The Sisters Brothers (2011) – Patrick deWITT

The Sisters Brothers stood out on this year’s Man Booker Prize shortlist this year for me mainly because it is published by Granta. I’ve only just properly started reading their rather excellent magazine, and it’s nice to see smaller publishers getting attention with prizes like these. I also read very little (read: no) Canadian literature, and while I’m aware this novel probably isn’t indicative of all Canadian literature, it is by a Canadian. And that’s all that matters, right?

Eli and Charlie Sisters (get it?) are on the move. Their boss, the Commodore, has sent them from Oregon Territory to San Francisco, to assassinate Hermann Warm, a man with something the Commodore wants. But their man in San Francisco, Morris, has gone AWOL, and when they discover what he has done, their plans begin to change. Dreams they thought were out of reach suddenly become tangible, though, as the brothers discover, every dream comes at a terrible price.

How far can an author go, pushing the boundaries of his (or her) readers’ desire to connect with characters, no matter how bad they are? This is the question, I suspect, Patrick deWitt sat down and asked himself before writing The Sisters Brothers. I love Dexter – I truly think it’s one of the best TV shows I’ve ever seen – so I have some history with sympathising with serial killers. But deWitt makes it look even easier. Partially, I think, because there are two serial killers here, and you are encouraged to sympathise with the lesser of two evils. It is clear Charlie Sisters is a psychopath, and I mean that in the most literal sense of the word. He kills with almost no thought, and seems to genuinely enjoy it.

Eli, on the other hand, seems as though he has simply resigned himself to this life, as though he would leave it if he could.
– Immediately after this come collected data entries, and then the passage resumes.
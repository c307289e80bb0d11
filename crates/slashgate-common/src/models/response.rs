//! Interaction response envelopes.

use bitflags::bitflags;
use serde::{Deserialize, Deserializer, Serialize, Serializer};

use crate::models::command::{CommandChoice, wire_enum};

wire_enum! {
    InteractionResponseType {
        Pong = 1,
        ChannelMessageWithSource = 4,
        DeferredChannelMessageWithSource = 5,
        DeferredUpdateMessage = 6,
        UpdateMessage = 7,
        ApplicationCommandAutocompleteResult = 8,
        Modal = 9,
    }
}

bitflags! {
    /// Message flags settable on an interaction response.
    #[derive(Debug, Clone, Copy, PartialEq, Eq, Hash)]
    pub struct MessageFlags: u64 {
        const SUPPRESS_EMBEDS        = 1 << 2;
        /// Only the invoking user can see the message.
        const EPHEMERAL              = 1 << 6;
        const SUPPRESS_NOTIFICATIONS = 1 << 12;
    }
}

impl Serialize for MessageFlags {
    fn serialize<S: Serializer>(&self, serializer: S) -> Result<S::Ok, S::Error> {
        serializer.serialize_u64(self.bits())
    }
}

impl<'de> Deserialize<'de> for MessageFlags {
    fn deserialize<D: Deserializer<'de>>(deserializer: D) -> Result<Self, D::Error> {
        u64::deserialize(deserializer).map(Self::from_bits_retain)
    }
}

/// The body returned for an interaction.
#[derive(Debug, Clone, PartialEq, Serialize, Deserialize)]
pub struct InteractionResponse {
    #[serde(rename = "type")]
    pub kind: InteractionResponseType,
    #[serde(default, skip_serializing_if = "Option::is_none")]
    pub data: Option<CallbackData>,
}

#[derive(Debug, Clone, PartialEq, Serialize, Deserialize)]
#[serde(untagged)]
pub enum CallbackData {
    Autocomplete(AutocompleteData),
    Message(MessageData),
}

#[derive(Debug, Clone, Default, PartialEq, Serialize, Deserialize)]
pub struct MessageData {
    #[serde(default, skip_serializing_if = "Option::is_none")]
    pub content: Option<String>,
    #[serde(default, skip_serializing_if = "Option::is_none")]
    pub tts: Option<bool>,
    /// Embeds are passed through untouched.
    #[serde(default, skip_serializing_if = "Vec::is_empty")]
    pub embeds: Vec<serde_json::Value>,
    #[serde(default, skip_serializing_if = "Option::is_none")]
    pub flags: Option<MessageFlags>,
}

#[derive(Debug, Clone, PartialEq, Serialize, Deserialize)]
pub struct AutocompleteData {
    pub choices: Vec<CommandChoice>,
}

impl InteractionResponse {
    pub fn pong() -> Self {
        Self { kind: InteractionResponseType::Pong, data: None }
    }

    /// Plain channel message visible to everyone.
    pub fn message(content: impl Into<String>) -> Self {
        Self::with_message(MessageData {
            content: Some(content.into()),
            ..MessageData::default()
        })
    }

    /// Channel message only the invoking user can see.
    pub fn ephemeral(content: impl Into<String>) -> Self {
        Self::with_message(MessageData {
            content: Some(content.into()),
            flags: Some(MessageFlags::EPHEMERAL),
            ..MessageData::default()
        })
    }

    pub fn with_message(data: MessageData) -> Self {
        Self {
            kind: InteractionResponseType::ChannelMessageWithSource,
            data: Some(CallbackData::Message(data)),
        }
    }

    /// "Thinking..." placeholder; the real message follows out of band.
    pub fn deferred(ephemeral: bool) -> Self {
        Self {
            kind: InteractionResponseType::DeferredChannelMessageWithSource,
            data: ephemeral.then(|| {
                CallbackData::Message(MessageData {
                    flags: Some(MessageFlags::EPHEMERAL),
                    ..MessageData::default()
                })
            }),
        }
    }

    /// Silent acknowledgement of a component or modal interaction.
    pub fn deferred_update() -> Self {
        Self { kind: InteractionResponseType::DeferredUpdateMessage, data: None }
    }

    pub fn autocomplete(choices: Vec<CommandChoice>) -> Self {
        Self {
            kind: InteractionResponseType::ApplicationCommandAutocompleteResult,
            data: Some(CallbackData::Autocomplete(AutocompleteData { choices })),
        }
    }
}

#[cfg(test)]
mod tests {
    use super::*;
    use serde_json::json;

    #[test]
    fn pong_is_bare_type() {
        assert_eq!(serde_json::to_value(InteractionResponse::pong()).unwrap(), json!({"type": 1}));
    }

    #[test]
    fn ephemeral_sets_flag_64() {
        assert_eq!(
            serde_json::to_value(InteractionResponse::ephemeral("hi")).unwrap(),
            json!({"type": 4, "data": {"content": "hi", "flags": 64}})
        );
    }

    #[test]
    fn autocomplete_envelope() {
        assert_eq!(
            serde_json::to_value(InteractionResponse::autocomplete(vec![])).unwrap(),
            json!({"type": 8, "data": {"choices": []}})
        );
    }

    #[test]
    fn deferred_variants() {
        assert_eq!(
            serde_json::to_value(InteractionResponse::deferred(false)).unwrap(),
            json!({"type": 5})
        );
        assert_eq!(
            serde_json::to_value(InteractionResponse::deferred(true)).unwrap(),
            json!({"type": 5, "data": {"flags": 64}})
        );
        assert_eq!(
            serde_json::to_value(InteractionResponse::deferred_update()).unwrap(),
            json!({"type": 6})
        );
    }
}
//! Parameter binding.
//!
//! A handler declares its parameters explicitly: a name, a semantic type and
//! optional [`OptionSpec`] metadata. At definition time [`derive_options`] turns
//! that list into the command's wire options. At invocation time [`bind`] picks
//! each parameter's value out of the resolved namespace.

use slashgate_common::error::ConstructionError;
use slashgate_common::models::{ChannelType, OptionType};
use tracing::warn;

use crate::namespace::{Namespace, OptionValue, normalize_key};
use crate::option::{CommandOption, OptionSpec};

/// Placeholder description for options that do not set one.
pub const DEFAULT_DESCRIPTION: &str = "...";

/// Semantic type of a handler parameter.
#[derive(Debug, Clone, Copy, PartialEq, Eq)]
pub enum ParamKind {
    Bool,
    Int,
    Float,
    Str,
    User,
    /// Guild member; binds as a USER option.
    Member,
    Role,
    /// Any channel, or one specific channel kind.
    Channel(Option<ChannelType>),
    Mentionable,
    Attachment,
    /// A type with no option mapping. Bound as STRING.
    Other(&'static str),
}

impl ParamKind {
    /// Wire option type for this parameter type, if one exists.
    pub fn option_type(self) -> Option<OptionType> {
        match self {
            Self::Bool => Some(OptionType::Boolean),
            Self::Int => Some(OptionType::Integer),
            Self::Float => Some(OptionType::Number),
            Self::Str => Some(OptionType::String),
            Self::User | Self::Member => Some(OptionType::User),
            Self::Role => Some(OptionType::Role),
            Self::Channel(_) => Some(OptionType::Channel),
            Self::Mentionable => Some(OptionType::Mentionable),
            Self::Attachment => Some(OptionType::Attachment),
            Self::Other(_) => None,
        }
    }
}

/// A declared handler parameter.
#[derive(Debug, Clone)]
pub struct Parameter {
    pub name: String,
    pub kind: ParamKind,
    /// Whether the handler supplies its own default for this parameter.
    pub has_default: bool,
    /// `None` for parameters that are not command options (e.g. the context).
    pub option: Option<OptionSpec>,
}

impl Parameter {
    /// A command option parameter with no handler-side default.
    pub fn new(name: impl Into<String>, kind: ParamKind) -> Self {
        Self {
            name: name.into(),
            kind,
            has_default: false,
            option: Some(OptionSpec::default()),
        }
    }

    /// A parameter that is not exposed as an option.
    pub fn context(name: impl Into<String>) -> Self {
        Self {
            name: name.into(),
            kind: ParamKind::Other("context"),
            has_default: false,
            option: None,
        }
    }

    /// The handler provides a default, so the option is optional unless the
    /// attached `OptionSpec` says otherwise.
    pub fn with_default(mut self) -> Self {
        self.has_default = true;
        self
    }

    pub fn with_option(mut self, spec: OptionSpec) -> Self {
        self.option = Some(spec);
        self
    }
}

/// Where a parameter's value comes from in the namespace.
#[derive(Debug, Clone, PartialEq, Eq)]
pub struct Binding {
    pub param: String,
    /// Normalized namespace key of the option.
    pub key: String,
    pub has_default: bool,
}

/// Derive wire options from a parameter list, in declaration order.
///
/// Returns the options together with the namespace bindings used at
/// invocation time.
pub fn derive_options(
    command: &str,
    params: &[Parameter],
) -> Result<(Vec<CommandOption>, Vec<Binding>), ConstructionError> {
    let mut options = Vec::new();
    let mut bindings = Vec::new();
    let mut seen_optional: Option<&str> = None;

    for param in params {
        let Some(spec) = param.option.clone() else {
            continue;
        };

        let kind = match spec.kind.or_else(|| param.kind.option_type()) {
            Some(kind) => kind,
            None => {
                warn!(
                    command,
                    parameter = %param.name,
                    ty = ?param.kind,
                    "parameter type has no option mapping, registering as STRING"
                );
                OptionType::String
            }
        };
        let name = spec.name.clone().unwrap_or_else(|| param.name.clone());
        let description = spec
            .description
            .clone()
            .unwrap_or_else(|| DEFAULT_DESCRIPTION.to_string());
        let required = spec.required.unwrap_or(!param.has_default);

        let mut spec = spec;
        if let ParamKind::Channel(Some(channel)) = param.kind {
            if spec.channel_types.is_empty() {
                spec.channel_types.push(channel);
            }
        }

        let option = CommandOption::from_spec(spec, name, description, kind, required)?;

        if option.required {
            if let Some(optional) = seen_optional {
                tracing::debug!(command, optional, "required option after optional");
                return Err(ConstructionError::RequiredAfterOptional {
                    command: command.to_string(),
                    name: option.name,
                });
            }
        } else if seen_optional.is_none() {
            seen_optional = Some(param.name.as_str());
        }

        bindings.push(Binding {
            param: param.name.clone(),
            key: normalize_key(&option.name),
            has_default: param.has_default,
        });
        options.push(option);
    }

    Ok((options, bindings))
}

/// Values bound to a handler's parameters.
///
/// Parameters without a handler default are positional; parameters with one are
/// passed by keyword. Parameters absent from the namespace are not passed.
#[derive(Debug, Clone, Default, PartialEq)]
pub struct Arguments {
    positional: Vec<(String, OptionValue)>,
    keyword: Vec<(String, OptionValue)>,
}

impl Arguments {
    pub fn positional(&self) -> &[(String, OptionValue)] {
        &self.positional
    }

    pub fn keyword(&self) -> &[(String, OptionValue)] {
        &self.keyword
    }

    /// Value bound to a parameter, by parameter name.
    pub fn get(&self, param: &str) -> Option<&OptionValue> {
        self.positional
            .iter()
            .chain(&self.keyword)
            .find(|(name, _)| name == param)
            .map(|(_, value)| value)
    }

    /// Like [`get`](Self::get) but an error when the value is missing.
    pub fn require(&self, param: &str) -> anyhow::Result<&OptionValue> {
        self.get(param)
            .ok_or_else(|| anyhow::anyhow!("missing argument {param:?}"))
    }

    pub fn str(&self, param: &str) -> Option<&str> {
        self.get(param).and_then(OptionValue::as_str)
    }

    pub fn int(&self, param: &str) -> Option<i64> {
        self.get(param).and_then(OptionValue::as_i64)
    }

    pub fn float(&self, param: &str) -> Option<f64> {
        self.get(param).and_then(OptionValue::as_f64)
    }

    pub fn bool(&self, param: &str) -> Option<bool> {
        self.get(param).and_then(OptionValue::as_bool)
    }

    pub fn len(&self) -> usize {
        self.positional.len() + self.keyword.len()
    }

    pub fn is_empty(&self) -> bool {
        self.len() == 0
    }
}

/// Bind parameters against a resolved namespace.
pub fn bind(bindings: &[Binding], namespace: &Namespace) -> Arguments {
    let mut args = Arguments::default();
    for binding in bindings {
        let Some(value) = namespace.get(&binding.key) else {
            continue;
        };
        let entry = (binding.param.clone(), value.clone());
        if binding.has_default {
            args.keyword.push(entry);
        } else {
            args.positional.push(entry);
        }
    }
    args
}

#[cfg(test)]
mod tests {
    use super::*;
    use crate::namespace::resolve;
    use slashgate_common::models::{ApplicationCommandData, InteractionType};
    use serde_json::json;

    fn params() -> Vec<Parameter> {
        vec![
            Parameter::context("ctx"),
            Parameter::new("name", ParamKind::Str),
            Parameter::new("fav_fruit", ParamKind::Str)
                .with_option(OptionSpec::new().name("fav-fruit").description("Favourite fruit")),
            Parameter::new("quantity", ParamKind::Int).with_default(),
        ]
    }

    #[test]
    fn options_follow_declaration_order_and_defaults() {
        let (options, bindings) = derive_options("buy", &params()).unwrap();
        let summary: Vec<_> = options
            .iter()
            .map(|o| (o.name.as_str(), o.kind, o.required, o.description.as_str()))
            .collect();
        assert_eq!(
            summary,
            vec![
                ("name", OptionType::String, true, DEFAULT_DESCRIPTION),
                ("fav-fruit", OptionType::String, true, "Favourite fruit"),
                ("quantity", OptionType::Integer, false, DEFAULT_DESCRIPTION),
            ]
        );
        assert_eq!(bindings[1].key, "fav_fruit");
    }

    #[test]
    fn semantic_types_map_to_option_types() {
        let cases = [
            (ParamKind::Bool, OptionType::Boolean),
            (ParamKind::Float, OptionType::Number),
            (ParamKind::Member, OptionType::User),
            (ParamKind::Role, OptionType::Role),
            (ParamKind::Channel(None), OptionType::Channel),
            (ParamKind::Mentionable, OptionType::Mentionable),
            (ParamKind::Other("Duration"), OptionType::String),
        ];
        for (kind, expected) in cases {
            let (options, _) = derive_options("t", &[Parameter::new("p", kind)]).unwrap();
            assert_eq!(options[0].kind, expected, "{kind:?}");
        }
    }

    #[test]
    fn channel_subtype_restricts_channel_types() {
        let params = [Parameter::new("target", ParamKind::Channel(Some(ChannelType::GuildVoice)))];
        let (options, _) = derive_options("join", &params).unwrap();
        assert_eq!(options[0].channel_types, vec![ChannelType::GuildVoice]);

        let explicit = [Parameter::new("target", ParamKind::Channel(Some(ChannelType::GuildVoice)))
            .with_option(OptionSpec::new().channel_types([ChannelType::GuildStageVoice]))];
        let (options, _) = derive_options("join", &explicit).unwrap();
        assert_eq!(options[0].channel_types, vec![ChannelType::GuildStageVoice]);
    }

    #[test]
    fn explicit_required_overrides_inference() {
        let params = [Parameter::new("note", ParamKind::Str)
            .with_default()
            .with_option(OptionSpec::new().required(true))];
        let (options, bindings) = derive_options("t", &params).unwrap();
        assert!(options[0].required);
        assert!(bindings[0].has_default);
    }

    #[test]
    fn required_after_optional_is_rejected() {
        let params = [
            Parameter::new("a", ParamKind::Str).with_default(),
            Parameter::new("b", ParamKind::Str),
        ];
        assert_eq!(
            derive_options("t", &params).unwrap_err(),
            ConstructionError::RequiredAfterOptional { command: "t".into(), name: "b".into() }
        );
    }

    #[test]
    fn binds_positional_and_keyword_by_default_presence() {
        let (_, bindings) = derive_options("buy", &params()).unwrap();
        let data: ApplicationCommandData = serde_json::from_value(json!({
            "id": "1",
            "name": "buy",
            "options": [
                {"name": "name", "type": 3, "value": "Alice"},
                {"name": "fav-fruit", "type": 3, "value": "Mango"},
                {"name": "quantity", "type": 4, "value": 2}
            ]
        }))
        .unwrap();
        let ns = resolve(InteractionType::ApplicationCommand, &data);
        let args = bind(&bindings, &ns);

        let positional: Vec<_> = args.positional().iter().map(|(k, _)| k.as_str()).collect();
        assert_eq!(positional, vec!["name", "fav_fruit"]);
        assert_eq!(args.keyword().len(), 1);
        assert_eq!(args.str("fav_fruit"), Some("Mango"));
        assert_eq!(args.int("quantity"), Some(2));
    }

    #[test]
    fn absent_values_are_not_passed() {
        let (_, bindings) = derive_options("buy", &params()).unwrap();
        let data: ApplicationCommandData = serde_json::from_value(json!({
            "id": "1",
            "name": "buy",
            "options": [{"name": "name", "type": 3, "value": "Alice"}]
        }))
        .unwrap();
        let args = bind(&bindings, &resolve(InteractionType::ApplicationCommand, &data));
        assert_eq!(args.len(), 1);
        assert!(args.get("quantity").is_none());
        assert!(args.require("quantity").is_err());
    }
}
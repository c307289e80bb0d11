//! Centralized error types for slashgate.
//!
//! Definition-time problems are [`ConstructionError`]s and abort startup.
//! Webhook-facing failures are [`DispatchError`]s, which convert straight into
//! HTTP responses.

use axum::http::StatusCode;
use axum::response::{IntoResponse, Response};
use serde::Serialize;

use crate::models::InteractionResponse;

/// A command tree, option or choice violates a platform invariant.
#[derive(Debug, Clone, PartialEq, Eq, thiserror::Error)]
pub enum ConstructionError {
    #[error("invalid name {name:?}: must be 1-32 letters, digits, '-' or '_'")]
    InvalidName { name: String },

    #[error("{field} of {name:?} must be at most {max} characters")]
    TooLong {
        name: String,
        field: &'static str,
        max: usize,
    },

    #[error("option {name:?}: {field} must be within [{min}, {max}], got {value}")]
    LengthOutOfRange {
        name: String,
        field: &'static str,
        value: u16,
        min: u16,
        max: u16,
    },

    #[error("option {name:?}: min_length {min} exceeds max_length {max}")]
    LengthBoundsInverted { name: String, min: u16, max: u16 },

    #[error("option {name:?}: {kind} is not a valid parameter type")]
    IllegalOptionType { name: String, kind: &'static str },

    #[error("option {name:?}: choices and autocomplete are mutually exclusive")]
    ChoicesWithAutocomplete { name: String },

    #[error("option {name:?}: at most 25 choices are allowed")]
    TooManyChoices { name: String },

    #[error("required option {name:?} follows an optional option in {command:?}")]
    RequiredAfterOptional { command: String, name: String },

    #[error("{parent:?} cannot hold more than {max} entries")]
    CapacityExceeded { parent: String, max: usize },

    #[error("group {parent:?} is already nested; it cannot contain group {child:?}")]
    NestingTooDeep { parent: String, child: String },

    #[error("{parent:?} already contains {name:?}")]
    DuplicateName { parent: String, name: String },

    #[error("only top-level commands may set {field}; {name:?} is nested")]
    TopLevelOnly { name: String, field: &'static str },

    #[error("{name:?} is nested inside a group and cannot be registered on its own")]
    NotRoot { name: String },

    #[error("autocomplete callback registered for unknown option {option:?} on {command:?}")]
    UnknownAutocompleteOption { command: String, option: String },
}

/// Misuse of a resolved namespace.
#[derive(Debug, Clone, PartialEq, Eq, thiserror::Error)]
pub enum NamespaceError {
    #[error("focused option is only available on autocomplete interactions")]
    NotAutocomplete,
}

/// Misuse of the response channel of an interaction.
#[derive(Debug, Clone, PartialEq, Eq, thiserror::Error)]
pub enum ResponseError {
    #[error("interaction has already been responded to")]
    AlreadyResponded,

    #[error("response transport failed: {0}")]
    Transport(String),
}

/// Errors produced while handling an inbound webhook request.
#[derive(Debug, thiserror::Error)]
pub enum DispatchError {
    #[error("missing signature headers")]
    MissingSignature,

    #[error("invalid request signature")]
    InvalidSignature,

    #[error("malformed interaction body: {0}")]
    MalformedBody(#[from] serde_json::Error),

    #[error("interaction carries no command data")]
    MissingData,

    #[error("command {name:?} is not implemented")]
    CommandNotFound { name: String },

    #[error("Internal error: {0}")]
    Internal(#[from] anyhow::Error),
}

/// JSON error body for non-200 responses.
#[derive(Serialize)]
struct ErrorResponse {
    code: u16,
    error: String,
    message: String,
}

/// Ephemeral text shown to the invoking user when a command cannot be served.
pub const UNAVAILABLE_MESSAGE: &str = "This command is not available right now.";

impl DispatchError {
    /// Map error to HTTP status code.
    ///
    /// The platform treats any non-200 as a delivery failure, so only transport
    /// level problems get one.
    pub fn status_code(&self) -> StatusCode {
        match self {
            Self::MissingSignature | Self::InvalidSignature => StatusCode::UNAUTHORIZED,
            Self::MalformedBody(_) | Self::MissingData => StatusCode::BAD_REQUEST,
            Self::CommandNotFound { .. } => StatusCode::OK,
            Self::Internal(_) => StatusCode::INTERNAL_SERVER_ERROR,
        }
    }

    /// Error code string for programmatic handling.
    pub fn error_code(&self) -> &str {
        match self {
            Self::MissingSignature => "MISSING_SIGNATURE",
            Self::InvalidSignature => "INVALID_SIGNATURE",
            Self::MalformedBody(_) => "MALFORMED_BODY",
            Self::MissingData => "MISSING_DATA",
            Self::CommandNotFound { .. } => "COMMAND_NOT_FOUND",
            Self::Internal(_) => "INTERNAL_ERROR",
        }
    }
}

impl IntoResponse for DispatchError {
    fn into_response(self) -> Response {
        let status = self.status_code();

        let message = match &self {
            DispatchError::CommandNotFound { name } => {
                tracing::warn!(command = %name, "interaction for unregistered command");
                // Still a 200: the user gets a short notice, nothing else leaks.
                return (
                    status,
                    axum::Json(InteractionResponse::ephemeral(UNAVAILABLE_MESSAGE)),
                )
                    .into_response();
            }
            DispatchError::Internal(e) => {
                tracing::error!("Internal error: {e:#}");
                "An internal error occurred".to_string()
            }
            other => other.to_string(),
        };

        let body = ErrorResponse {
            code: status.as_u16(),
            error: self.error_code().to_string(),
            message,
        };

        (status, axum::Json(body)).into_response()
    }
}

/// Convenience type alias for dispatch results.
pub type DispatchResult<T> = Result<T, DispatchError>;

#[cfg(test)]
mod tests {
    use super::*;

    #[test]
    fn authentication_failures_are_unauthorized() {
        assert_eq!(DispatchError::MissingSignature.status_code(), StatusCode::UNAUTHORIZED);
        assert_eq!(DispatchError::InvalidSignature.status_code(), StatusCode::UNAUTHORIZED);
    }

    #[test]
    fn unknown_command_still_answers_ok() {
        let err = DispatchError::CommandNotFound { name: "ghost".into() };
        assert_eq!(err.status_code(), StatusCode::OK);
        assert_eq!(err.into_response().status(), StatusCode::OK);
    }

    #[test]
    fn construction_errors_name_the_offender() {
        let err = ConstructionError::CapacityExceeded { parent: "buy".into(), max: 25 };
        assert_eq!(err.to_string(), "\"buy\" cannot hold more than 25 entries");
    }
}
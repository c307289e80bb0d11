//! Name and text validation for command definitions.

use std::sync::LazyLock;

use regex::Regex;

use crate::error::ConstructionError;

/// Longest description the platform accepts.
pub const MAX_DESCRIPTION_LEN: usize = 100;
/// Longest string option the platform accepts, bounds for `min_length`/`max_length`.
pub const MAX_STRING_OPTION_LEN: u16 = 6000;
/// Entries per option list, choice list or group.
pub const MAX_ENTRIES: usize = 25;

// `\w` is Unicode-aware in `regex`; Devanagari and Thai combining marks are not
// word characters so they are listed explicitly.
static NAME_PATTERN: LazyLock<Regex> =
    LazyLock::new(|| Regex::new(r"^[-_\w\p{Devanagari}\p{Thai}]{1,32}$").unwrap());

/// Validate a command, group or option name and return it unchanged.
pub fn validate_name(name: &str) -> Result<&str, ConstructionError> {
    if NAME_PATTERN.is_match(name) {
        Ok(name)
    } else {
        Err(ConstructionError::InvalidName { name: name.to_string() })
    }
}

/// Validate a description against the platform length limit.
pub fn validate_description(owner: &str, description: &str) -> Result<(), ConstructionError> {
    if description.chars().count() > MAX_DESCRIPTION_LEN {
        return Err(ConstructionError::TooLong {
            name: owner.to_string(),
            field: "description",
            max: MAX_DESCRIPTION_LEN,
        });
    }
    Ok(())
}

/// Check `min_length` ∈ [0, 6000] and `max_length` ∈ [1, 6000].
pub fn validate_length_bounds(
    owner: &str,
    min_length: Option<u16>,
    max_length: Option<u16>,
) -> Result<(), ConstructionError> {
    if let Some(min) = min_length {
        if min > MAX_STRING_OPTION_LEN {
            return Err(ConstructionError::LengthOutOfRange {
                name: owner.to_string(),
                field: "min_length",
                value: min,
                min: 0,
                max: MAX_STRING_OPTION_LEN,
            });
        }
    }
    if let Some(max) = max_length {
        if !(1..=MAX_STRING_OPTION_LEN).contains(&max) {
            return Err(ConstructionError::LengthOutOfRange {
                name: owner.to_string(),
                field: "max_length",
                value: max,
                min: 1,
                max: MAX_STRING_OPTION_LEN,
            });
        }
    }
    if let (Some(min), Some(max)) = (min_length, max_length) {
        if min > max {
            return Err(ConstructionError::LengthBoundsInverted {
                name: owner.to_string(),
                min,
                max,
            });
        }
    }
    Ok(())
}
//! # slashgate-api
//!
//! HTTP surface of slashgate: the interactions webhook, request signature
//! verification, the dispatch engine behind it, and the outbound REST client
//! used for command registration.

pub mod dispatch;
pub mod rest;
pub mod routes;
pub mod verify;

use std::sync::Arc;
use std::time::{Duration, Instant};

use axum::Router;
use slashgate_common::config::ServerConfig;

pub use dispatch::{Application, ApplicationBuilder, BuildError};
pub use rest::{RestClient, RestError};
pub use verify::Verifier;

/// Shared state available to all route handlers.
#[derive(Clone)]
pub struct AppState {
    pub application: Arc<Application>,
    pub started_at: Instant,
}

impl AppState {
    pub fn new(application: Arc<Application>) -> Self {
        Self {
            application,
            started_at: Instant::now(),
        }
    }
}

/// Build the complete router with all routes and middleware.
pub fn build_router(state: AppState, server: &ServerConfig) -> Router {
    Router::new()
        .merge(routes::interactions::router(&server.interactions_path))
        .merge(routes::health::router())
        .layer(tower_http::timeout::TimeoutLayer::new(Duration::from_secs(
            server.request_timeout_secs,
        )))
        .layer(tower_http::limit::RequestBodyLimitLayer::new(
            server.max_body_bytes,
        ))
        .layer(tower_http::trace::TraceLayer::new_for_http())
        .with_state(Arc::new(state))
}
Of course, he is our narrator, so no doubt he is bending the truth somewhat, and his own acts of violence (of which there are many) are somewhat skipped over, in favour of his telling us he sometimes has trouble controlling his temper, as though that is an excuse. He also seems to fall for every lady he meets, constructing himself as something of a loveably hopeless romantic. The language, too, makes us want to believe in him – rather than taking the True History of the Kelly Gang path of an uneducated narrator, Eli is erudite to the point of formality, and polite to the point of being overbearing.

It also helps that The Sisters Brothers is also hilarious, particularly in the first two thirds or so. Eli’s attempts to chat women up are awkward and painful to read, in a Fawlty Towers kind of way. The brothers’ relationships with their horses cracked me up, too. Hands down, my favourite character is Tub. The horse. Never has an animal character provided me with so man reasons to laugh, and so many reasons to cry. He is also the character I felt least guilty about liking. Eli also has to visit a dentist early on in the novel, and receives this magical new invention called a toothbrush. I didn’t think oral hygiene jokes could be made, but deWitt, to his credit, has provided many. The wonder with which everyone approaches this marvellous tool is, quite frankly, one of the best running gags in all of literature.

The setting is also important, and I think it’s easy to forget that this is set during San Francisco’s gold rush. This was a moment in time when people were moving west in the hope of striking it rich. In many ways, it was the original, and ultimate, get rich quick scheme, and no one seems to be immune from it. The men and women the brothers’ meet on their travels are, with almost no exception, a little unhinged, the promise of golden riches having sent them over the edge. Of course, the question of whether the brothers will also succumb to this desire is the question that takes us into the third act (see, I have learnt something in my English degree), and the results are at once touching and disturbing.

The Sisters Brothers is a clever novel. Patrick deWitt is clearly an author with a great gift, and the amount of time he has spent ensuring his audience sympathises with his frankly criminal main characters is a testament to his abilities. I don’t know whether the rest of the novel is as strong as this central conceit, though not enough to make me not recommend it. This is a fun novel, and marks Patrick deWitt as a talent to watch in the future.